** DATA SUPPLIED follows **

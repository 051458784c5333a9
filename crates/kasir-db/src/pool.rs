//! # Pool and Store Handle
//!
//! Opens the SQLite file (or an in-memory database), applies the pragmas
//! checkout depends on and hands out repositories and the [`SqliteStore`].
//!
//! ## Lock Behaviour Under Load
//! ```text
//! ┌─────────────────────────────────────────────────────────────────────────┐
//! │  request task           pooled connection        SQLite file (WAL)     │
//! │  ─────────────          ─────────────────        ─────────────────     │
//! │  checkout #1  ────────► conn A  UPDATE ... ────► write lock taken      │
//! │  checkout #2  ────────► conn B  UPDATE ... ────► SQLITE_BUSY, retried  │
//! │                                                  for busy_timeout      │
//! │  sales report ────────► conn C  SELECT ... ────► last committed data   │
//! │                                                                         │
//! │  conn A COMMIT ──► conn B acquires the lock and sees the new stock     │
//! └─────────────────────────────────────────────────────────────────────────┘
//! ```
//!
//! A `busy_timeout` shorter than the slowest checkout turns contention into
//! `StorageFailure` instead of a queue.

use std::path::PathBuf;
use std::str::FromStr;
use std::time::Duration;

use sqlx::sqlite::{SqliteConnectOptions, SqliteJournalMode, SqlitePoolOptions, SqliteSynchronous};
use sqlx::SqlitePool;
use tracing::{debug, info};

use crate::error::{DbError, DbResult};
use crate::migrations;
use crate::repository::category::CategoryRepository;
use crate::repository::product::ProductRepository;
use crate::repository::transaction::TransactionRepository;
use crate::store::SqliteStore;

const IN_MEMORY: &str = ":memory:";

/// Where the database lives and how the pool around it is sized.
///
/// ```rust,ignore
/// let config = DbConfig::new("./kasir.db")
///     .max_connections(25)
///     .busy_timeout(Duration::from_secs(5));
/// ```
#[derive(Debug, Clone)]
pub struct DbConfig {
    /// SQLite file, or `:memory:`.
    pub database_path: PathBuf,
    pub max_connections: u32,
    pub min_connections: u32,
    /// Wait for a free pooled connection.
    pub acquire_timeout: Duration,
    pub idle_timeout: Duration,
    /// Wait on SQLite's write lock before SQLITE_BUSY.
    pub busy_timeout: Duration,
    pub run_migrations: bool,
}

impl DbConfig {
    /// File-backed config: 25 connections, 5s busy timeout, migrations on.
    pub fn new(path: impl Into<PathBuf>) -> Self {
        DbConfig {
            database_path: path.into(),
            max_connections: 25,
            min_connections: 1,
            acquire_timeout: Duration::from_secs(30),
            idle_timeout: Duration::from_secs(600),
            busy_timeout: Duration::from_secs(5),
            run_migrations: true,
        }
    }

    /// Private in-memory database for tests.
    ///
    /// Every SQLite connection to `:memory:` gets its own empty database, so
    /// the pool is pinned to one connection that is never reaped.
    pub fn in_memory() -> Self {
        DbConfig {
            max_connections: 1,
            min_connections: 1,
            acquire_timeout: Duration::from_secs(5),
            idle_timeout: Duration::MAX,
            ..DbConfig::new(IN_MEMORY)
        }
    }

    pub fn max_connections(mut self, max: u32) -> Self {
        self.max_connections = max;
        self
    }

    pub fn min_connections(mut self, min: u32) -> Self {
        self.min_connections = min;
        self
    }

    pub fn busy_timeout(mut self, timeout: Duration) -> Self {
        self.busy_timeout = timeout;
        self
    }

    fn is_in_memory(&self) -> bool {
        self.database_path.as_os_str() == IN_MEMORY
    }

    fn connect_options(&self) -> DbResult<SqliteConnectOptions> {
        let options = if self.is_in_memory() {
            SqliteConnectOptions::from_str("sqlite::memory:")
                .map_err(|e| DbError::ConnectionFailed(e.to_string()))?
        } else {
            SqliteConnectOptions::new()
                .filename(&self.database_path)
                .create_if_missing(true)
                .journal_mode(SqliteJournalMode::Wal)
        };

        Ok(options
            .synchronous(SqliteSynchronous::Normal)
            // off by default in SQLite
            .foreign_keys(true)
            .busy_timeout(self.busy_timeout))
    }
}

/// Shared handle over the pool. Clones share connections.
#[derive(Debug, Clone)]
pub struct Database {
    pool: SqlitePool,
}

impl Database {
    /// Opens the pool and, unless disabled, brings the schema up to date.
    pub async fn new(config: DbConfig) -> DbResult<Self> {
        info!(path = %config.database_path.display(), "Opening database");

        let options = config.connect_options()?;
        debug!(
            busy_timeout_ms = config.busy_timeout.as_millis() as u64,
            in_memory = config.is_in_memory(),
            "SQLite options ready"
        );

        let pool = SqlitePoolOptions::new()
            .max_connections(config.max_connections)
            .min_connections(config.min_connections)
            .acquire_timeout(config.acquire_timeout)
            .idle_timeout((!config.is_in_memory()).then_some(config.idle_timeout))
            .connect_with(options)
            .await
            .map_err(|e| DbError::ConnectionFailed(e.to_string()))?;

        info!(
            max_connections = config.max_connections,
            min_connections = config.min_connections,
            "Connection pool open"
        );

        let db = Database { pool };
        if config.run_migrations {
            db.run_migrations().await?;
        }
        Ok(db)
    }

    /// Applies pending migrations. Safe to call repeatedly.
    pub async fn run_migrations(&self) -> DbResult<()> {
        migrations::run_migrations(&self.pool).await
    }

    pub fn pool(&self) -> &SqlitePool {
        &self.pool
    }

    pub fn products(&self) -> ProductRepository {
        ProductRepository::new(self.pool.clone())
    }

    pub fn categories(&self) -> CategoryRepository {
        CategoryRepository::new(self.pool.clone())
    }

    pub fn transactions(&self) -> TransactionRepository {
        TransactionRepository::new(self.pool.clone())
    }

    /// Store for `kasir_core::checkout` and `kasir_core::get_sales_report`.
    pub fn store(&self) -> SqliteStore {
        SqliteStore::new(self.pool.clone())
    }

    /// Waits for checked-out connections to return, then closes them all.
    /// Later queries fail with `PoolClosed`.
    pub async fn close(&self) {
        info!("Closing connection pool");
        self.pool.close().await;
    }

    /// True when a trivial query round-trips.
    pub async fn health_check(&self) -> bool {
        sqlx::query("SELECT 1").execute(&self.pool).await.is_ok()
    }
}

** End of DATA SUPPLIED **

Identify the lines above that contain the word "sqlx", then copy them.

## RESULT OF THIS EXERCISE
use sqlx::sqlite::{SqliteConnectOptions, SqliteJournalMode, SqlitePoolOptions, SqliteSynchronous};
use sqlx::SqlitePool;
        sqlx::query("SELECT 1").execute(&self.pool).await.is_ok()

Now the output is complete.